I’ve been to just about every Farm Party since they started in 2002, the year I moved here.  The college kids look younger every year, and my friends seem to procreate exponentially (if the giggles from the corn rows are any indication).  But some things remain constant at the Farm Party: the number of bikes always dwarfs the cars; the beets are always plentiful; and you always see plenty of old and new friends.  As I walked up, with my beer-in-a-jar in one hand and my baseball hat in the other, I laughed at a dad riding a skateboard while pushing one kid in a stroller and yelling at his bike-bound toddler ahead of him.

It’s my last party for a while.

We’re leaving this spring, setting sail for adventures west of my mountains, and for unknown horizons.  I don’t know if we’ll be gone for one year, or two…or ten.  There’s joy in that unknown, and in the freedom of bursting from routine into an unplanned and unscheduled world.  But there’s also joy—and comfort—in knowing we’ll be back.

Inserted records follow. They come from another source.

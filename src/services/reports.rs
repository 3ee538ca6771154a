use chrono::{Duration, NaiveDate, Utc};
use sea_orm::{DatabaseConnection, EntityTrait};
use serde::Serialize;
use std::collections::HashMap;
use std::sync::Arc;
use tracing::instrument;

use crate::entities::inventory_item::{Category, Entity as InventoryItem};
use crate::errors::ServiceError;
use crate::repositories::UsageHistoryRepository;
use crate::services::forecasting::{ForecastService, ItemForecast};

/// Flattened replenishment row for CSV export.
#[derive(Debug, Serialize)]
struct ReplenishmentRow {
    sku: String,
    name: String,
    on_hand: i32,
    avg_daily_usage: f64,
    days_to_depletion: Option<i64>,
    reorder_point: i32,
    suggested_order: i32,
}

#[derive(Debug, Serialize)]
struct StockRow {
    sku: String,
    name: String,
    category: Category,
    location: Option<String>,
    quantity_on_hand: i32,
    safety_stock: i32,
    reorder_point: Option<i32>,
    max_level: Option<i32>,
    lead_time_days: i32,
}

#[derive(Debug, Serialize)]
struct UsageRow {
    date: NaiveDate,
    sku: String,
    qty_used: i32,
    notes: Option<String>,
}

/// Report assembly over the forecasting engine: JSON for dashboards, CSV
/// for spreadsheet export. Headers come from the row struct's field names,
/// so CSV and JSON shapes stay in lockstep.
#[derive(Clone)]
pub struct ReportService {
    db: Arc<DatabaseConnection>,
    forecasting: ForecastService,
    history: Arc<dyn UsageHistoryRepository>,
}

impl ReportService {
    pub fn new(
        db: Arc<DatabaseConnection>,
        forecasting: ForecastService,
        history: Arc<dyn UsageHistoryRepository>,
    ) -> Self {
        Self {
            db,
            forecasting,
            history,
        }
    }

    /// Per-item replenishment report.
    #[instrument(skip(self))]
    pub async fn replenishment(
        &self,
        window: Option<u32>,
    ) -> Result<Vec<ItemForecast>, ServiceError> {
        self.forecasting.forecast_all(window).await
    }

    #[instrument(skip(self))]
    pub async fn replenishment_csv(&self, window: Option<u32>) -> Result<String, ServiceError> {
        let rows: Vec<ReplenishmentRow> = self
            .replenishment(window)
            .await?
            .into_iter()
            .map(|f| ReplenishmentRow {
                sku: f.sku,
                name: f.name,
                on_hand: f.on_hand,
                avg_daily_usage: f.avg_daily_usage,
                days_to_depletion: f.days_to_depletion,
                reorder_point: f.reorder_point,
                suggested_order: f.suggested_order,
            })
            .collect();
        to_csv(&rows)
    }

    /// Current stock levels, one row per item.
    #[instrument(skip(self))]
    pub async fn stock_csv(&self) -> Result<String, ServiceError> {
        let rows: Vec<StockRow> = InventoryItem::find()
            .all(&*self.db)
            .await?
            .into_iter()
            .map(|i| StockRow {
                sku: i.sku,
                name: i.name,
                category: i.category,
                location: i.location,
                quantity_on_hand: i.quantity_on_hand,
                safety_stock: i.safety_stock,
                reorder_point: i.reorder_point,
                max_level: i.max_level,
                lead_time_days: i.lead_time_days,
            })
            .collect();
        to_csv(&rows)
    }

    /// Raw usage ledger over the trailing `days` window.
    #[instrument(skip(self))]
    pub async fn usage_csv(&self, days: u32) -> Result<String, ServiceError> {
        let since = Utc::now().date_naive() - Duration::days(days as i64);
        let skus: HashMap<i64, String> = InventoryItem::find()
            .all(&*self.db)
            .await?
            .into_iter()
            .map(|i| (i.id, i.sku))
            .collect();

        let rows: Vec<UsageRow> = self
            .history
            .all_usage_since(since)
            .await?
            .into_iter()
            .map(|r| UsageRow {
                date: r.date,
                sku: skus
                    .get(&r.inventory_item_id)
                    .cloned()
                    .unwrap_or_else(|| r.inventory_item_id.to_string()),
                qty_used: r.qty_used,
                notes: r.notes,
            })
            .collect();
        to_csv(&rows)
    }
}

fn to_csv<T: Serialize>(rows: &[T]) -> Result<String, ServiceError> {
    let mut writer = csv::Writer::from_writer(Vec::new());
    for row in rows {
        writer
            .serialize(row)
            .map_err(|e| ServiceError::InternalError(format!("CSV serialization: {}", e)))?;
    }
    let bytes = writer
        .into_inner()
        .map_err(|e| ServiceError::InternalError(format!("CSV flush: {}", e)))?;
    String::from_utf8(bytes).map_err(|e| ServiceError::InternalError(format!("CSV encoding: {}", e)))
}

As I walked home in the mild summer air, the north horizon still reflecting the last rays of sunset at 10pm, I looked up.  Cassiopeia loomed above me, while tipsy bikers careened past my shoulder.  I found the Big Dipper, and gazed at the North Star.  She sits directly above the mountains I know intimately, the trails I’ve biked and the creek I’ve fished and swam in this past decade.

It was such a good decade.

It’s interesting to feel the pull of contradictory needs these last six months before we leave.  I want to cuddle with our dog, or stretch out on our wide, cozy couch before crunching my life into one backpack and one small sailboat.  But I also want to talk to everyone in this community, memorize the children’s faces and let them memorize mine–don’t forget me!–and revel in the sweet, short Montana summer. I want my hair to grow long and blanket me during the cold Montana winter, but I can’t want to crop it short, to keep me cool when I cross the Equator.

My friend Joellen pulled me into a hug the last time I left Missoula for a spell.  I still remember what she whispered in my ear, because I tell it to my friends who leave, too: “We love you.  We’ll miss you.  And we’ll be right here when you get back.”

When I look up at that North Star while I’m in Thailand or Alaska or Hawaii, I’ll picture my friends dancing at a flower-studded farm under an August sunset.   And though I will travel far and wide, in the end I know that the same star will guide me back home.

 

 

Related Posts Plugin for WordPress, Blogger...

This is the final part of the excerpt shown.